Alibaba releases Qwen3.5 open-weights vision-language model family with MoE architecture across eight sizes
Alibaba released the Qwen3.5 family of eight open-weights vision-language models ranging from 0.8B to 397B parameters, built on a mixture-of-experts architecture with mixed attention and Gated DeltaNet layers. The flagship Qwen3.5-397B-A17B outperforms GPT-5.2, Claude 4.5 Opus, and Gemini-3 Pro on 28 of 44 vision benchmarks, while the 9B model surpasses OpenAI's gpt-oss-120B on most language tasks. Open weights are available under Apache 2.0, with hosted agentic variants (Qwen3.5-Plus, Qwen3.5-Flash) available via Alibaba Cloud. The release is notable for strong small-model efficiency and comes amid reported team departures following the Qwen3 rollout.

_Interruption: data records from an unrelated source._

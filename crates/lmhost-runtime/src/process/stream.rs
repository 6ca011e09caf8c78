//! Async stream log readers (non-UTF8-safe).
//!
//! The server can emit non-UTF8 bytes on stdout/stderr. Using
//! `BufReader::lines()` would terminate the reader task on invalid UTF-8, so
//! lines are read as bytes and decoded lossily.

use std::sync::Arc;

use lmhost_core::ports::ServerLogSinkPort;
use tokio::io::{AsyncBufReadExt, AsyncRead, BufReader};
use tracing::debug;

pub fn spawn_stream_reader(
    stream: impl AsyncRead + Unpin + Send + 'static,
    stream_type: &'static str,
    sink: Option<Arc<dyn ServerLogSinkPort>>,
) {
    tokio::spawn(async move {
        let mut reader = BufReader::new(stream);
        let mut buf: Vec<u8> = Vec::with_capacity(1024);

        loop {
            buf.clear();
            match reader.read_until(b'\n', &mut buf).await {
                Ok(0) => break, // EOF
                Ok(_) => {
                    // Trim trailing newline(s)
                    if buf.last() == Some(&b'\n') {
                        buf.pop();
                        if buf.last() == Some(&b'\r') {
                            buf.pop();
                        }
                    }

                    let line = String::from_utf8_lossy(&buf).to_string();
                    debug!(%stream_type, "server {}: {}", stream_type, line);
                    if let Some(ref s) = sink {
                        s.append(stream_type, line);
                    }
                }
                Err(e) => {
                    debug!(%stream_type, error = %e, "log stream reader exiting due to read error");
                    break;
                }
            }
        }

        debug!(%stream_type, "log stream reader task exiting");
    });
}

#[cfg(test)]
mod tests {
    use super::*;
    use std::sync::Mutex;
    use std::time::Duration;

    #[derive(Default)]
    struct Collect(Mutex<Vec<(String, String)>>);

    impl ServerLogSinkPort for Collect {
        fn append(&self, stream_type: &str, line: String) {
            self.0.lock().unwrap().push((stream_type.to_string(), line));
        }
    }

    #[tokio::test]
    async fn test_reader_forwards_lossy_lines() {
        let sink = Arc::new(Collect::default());
        let input: &'static [u8] = b"listening on 127.0.0.1\r\nbad \xff byte\nlast";
        spawn_stream_reader(input, "stderr", Some(sink.clone()));

        tokio::time::sleep(Duration::from_millis(50)).await;
        let lines = sink.0.lock().unwrap().clone();
        assert_eq!(lines.len(), 3);
        assert_eq!(lines[0], ("stderr".into(), "listening on 127.0.0.1".into()));
        assert!(lines[1].1.starts_with("bad "));
        assert_eq!(lines[2].1, "last");
    }
}
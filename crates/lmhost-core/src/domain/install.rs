//! Result of a model install attempt.

use serde::{Deserialize, Serialize};

/// Terminal outcome of `install(model)` that did not fail outright.
///
/// `success` and `cancelled` are never both true. Failures are reported
/// through `InstallError` instead.
#[derive(Debug, Clone, PartialEq, Eq, Serialize, Deserialize)]
pub struct InstallOutcome {
    pub model: String,
    pub success: bool,
    pub cancelled: bool,
}

impl InstallOutcome {
    pub fn installed(model: impl Into<String>) -> Self {
        Self {
            model: model.into(),
            success: true,
            cancelled: false,
        }
    }

    pub fn cancelled(model: impl Into<String>) -> Self {
        Self {
            model: model.into(),
            success: false,
            cancelled: true,
        }
    }
}
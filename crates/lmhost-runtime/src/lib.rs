//! Runtime adapters for lmhost.
//!
//! This crate does everything `lmhost-core` refuses to: it resolves and
//! downloads the server binary, spawns and supervises the server process,
//! and speaks the server's HTTP API for model pulls and generation.
//!
//! # Modules
//!
//! - [`binary`] - Binary provisioning (bundled copy, download, system lookup)
//! - [`process`] - Process supervision, health polling, graceful shutdown
//! - [`install`] - Model installation (local extraction, streamed pull)
//! - [`generate`] - Generation client (batch and streaming)
//! - [`engine`] - `LocalEngine` facade wiring everything together

pub mod api;
pub mod binary;
pub mod engine;
pub mod generate;
pub mod install;
pub mod ndjson;
pub mod process;

pub use binary::{BinaryProvisioner, Platform};
pub use engine::{LocalEngine, LocalEngineBuilder};
pub use generate::{GenerateOptions, GenerationChunk, GenerationClient};
pub use install::{ModelInstaller, PullPolicy};
pub use process::{HealthPolicy, ProcessSupervisor, SupervisorConfig};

Qwen1.5-32B: Alibaba's 30B-Parameter Capstone for the Qwen1.5 Series
Alibaba's Qwen team released Qwen1.5-32B, a ~30 billion parameter open-weights language model positioned as the capstone of the Qwen1.5 series. The model targets the emerging consensus around 30B parameters as an optimal balance between performance, memory footprint, and inference efficiency. It is released alongside code on GitHub, weights on HuggingFace and ModelScope, and an interactive demo.
Qwen2 Model Family Released: Five Sizes, 128K Context, Multilingual
Alibaba's Qwen team has released Qwen2, an evolution from Qwen1.5, comprising five pretrained and instruction-tuned models ranging from 0.5B to 72B parameters, including a 57B mixture-of-experts variant (57B-A14B). The release highlights training on 27 additional languages beyond English and Chinese, significantly improved coding and mathematics performance, and extended context support up to 128K tokens for the 7B and 72B instruct variants. Benchmark results are claimed to be state-of-the-art across a large number of evaluations.
Qwen2.5-Max: Large-Scale MoE Model Release by Alibaba's Qwen Team
Alibaba's Qwen team announces Qwen2.5-Max, a large-scale Mixture-of-Experts language model. The post acknowledges that scaling insights for very large MoE models have been limited, citing DeepSeek V3's recent disclosures as a reference point. The model is positioned as a frontier-scale MoE system developed concurrently with ongoing Qwen2 research.
Introducing Qwen1.5: Open-Source Models Across Eight Sizes Including MoE
Alibaba's Qwen team released Qwen1.5, open-sourcing both base and chat models in eight sizes ranging from 0.5B to 110B parameters, plus a Mixture-of-Experts (MoE) variant. The release emphasizes developer experience improvements alongside model quality. Models are available on GitHub, Hugging Face, and ModelScope.
Qwen3 Release: Flagship 235B MoE and Full Model Family Announced
Alibaba's Qwen team has released Qwen3, a new family of large language models including the flagship Qwen3-235B-A22B mixture-of-experts model. The flagship model claims competitive benchmark performance against DeepSeek-R1, OpenAI o1/o3-mini, Grok-3, and Gemini-2.5-Pro on coding, math, and general capabilities. A smaller MoE variant, Qwen3-30B-A3B, reportedly outperforms QwQ-32B despite using only one-tenth the activated parameters, and the 4B model is said to match Qwen2.5's larger models. Models are available across Hugging Face, ModelScope, and Kaggle.